// SPDX-License-Identifier: MIT OR Apache-2.0
//! End-to-end take sequencing through the public API.

use ordoplay_takes::{
    ConditionDesc, SequencerState, SharedFlag, Take, TakeDesc, TakeScript, TakeSequencer,
};
use std::cell::RefCell;
use std::rc::Rc;
use std::sync::atomic::Ordering;

type Log = Rc<RefCell<Vec<String>>>;

fn record(take: &mut Take, log: &Log) {
    let name = take.name.clone();
    let start_log = Rc::clone(log);
    let start_name = name.clone();
    take.on_start
        .add_infallible(move || start_log.borrow_mut().push(format!("{start_name}.start")));
    let finish_log = Rc::clone(log);
    take.on_finish
        .add_infallible(move || finish_log.borrow_mut().push(format!("{name}.finish")));
}

#[test]
fn test_auto_take_then_flag_take_with_finish_delay() {
    let log = Log::default();

    let mut a = Take::auto("A");
    record(&mut a, &log);

    let (condition, flag) = SharedFlag::new("flag");
    let mut b = Take::new("B").with_condition(condition).with_delays(0.0, 2.0);
    record(&mut b, &log);

    let mut sequencer = TakeSequencer::started(vec![a, b]).unwrap();
    assert_eq!(*log.borrow(), vec!["A.start"]);

    sequencer.tick(1.0).unwrap();
    assert_eq!(*log.borrow(), vec!["A.start", "A.finish", "B.start"]);
    assert_eq!(sequencer.state(), SequencerState::Active);

    for _ in 0..10 {
        sequencer.tick(1.0).unwrap();
    }
    assert_eq!(sequencer.state(), SequencerState::Active);
    assert_eq!(sequencer.current_index(), Some(1));

    flag.store(true, Ordering::Release);
    sequencer.tick(1.0).unwrap();
    assert_eq!(sequencer.state(), SequencerState::Finishing);

    sequencer.tick(1.0).unwrap();
    assert_eq!(log.borrow().len(), 3);

    sequencer.tick(1.0).unwrap();
    assert_eq!(*log.borrow(), vec!["A.start", "A.finish", "B.start", "B.finish"]);
    assert_eq!(sequencer.state(), SequencerState::Completed);

    // Completed sequencers ignore further ticks
    sequencer.tick(1.0).unwrap();
    assert_eq!(log.borrow().len(), 4);
}

#[test]
fn test_scripted_run_reaches_completion() {
    let mut script = TakeScript::new("Orientation");
    script.takes.push(TakeDesc::new("Fade in").with_delays(1.0, 0.5));
    script.takes.push(
        TakeDesc::new("Look at the guide").with_condition(ConditionDesc::Elapsed { secs: 3.0 }),
    );
    script.takes.push(
        TakeDesc::new("Press trigger")
            .with_condition(ConditionDesc::Signal { name: "trigger".to_string() }),
    );
    script.takes.push(TakeDesc {
        auto_finish: false,
        ..TakeDesc::new("Wait for operator")
    });

    let mut sequencer = TakeSequencer::started(script.build().unwrap()).unwrap();

    let mut ticks = 0;
    while !sequencer.state().is_terminal() && ticks < 10_000 {
        match sequencer.current_index() {
            Some(2) if ticks > 100 => sequencer.signals_mut().raise("trigger"),
            Some(3) if sequencer.state() == SequencerState::Active => {
                sequencer.skip_current_take();
            }
            _ => {}
        }
        sequencer.tick(0.1).unwrap();
        ticks += 1;
    }

    assert_eq!(sequencer.state(), SequencerState::Completed);
    assert!(ticks > 100);
    assert_eq!(sequencer.status_text(), "Current Take: Wait for operator (Completed)");
}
################
> _How to complete this task_: Using the records above, filter out every line that lacks the string "Wait" and copy the rest.

> _Solution below_:
        ..TakeDesc::new("Wait for operator")
    assert_eq!(sequencer.status_text(), "Current Take: Wait for operator (Completed)");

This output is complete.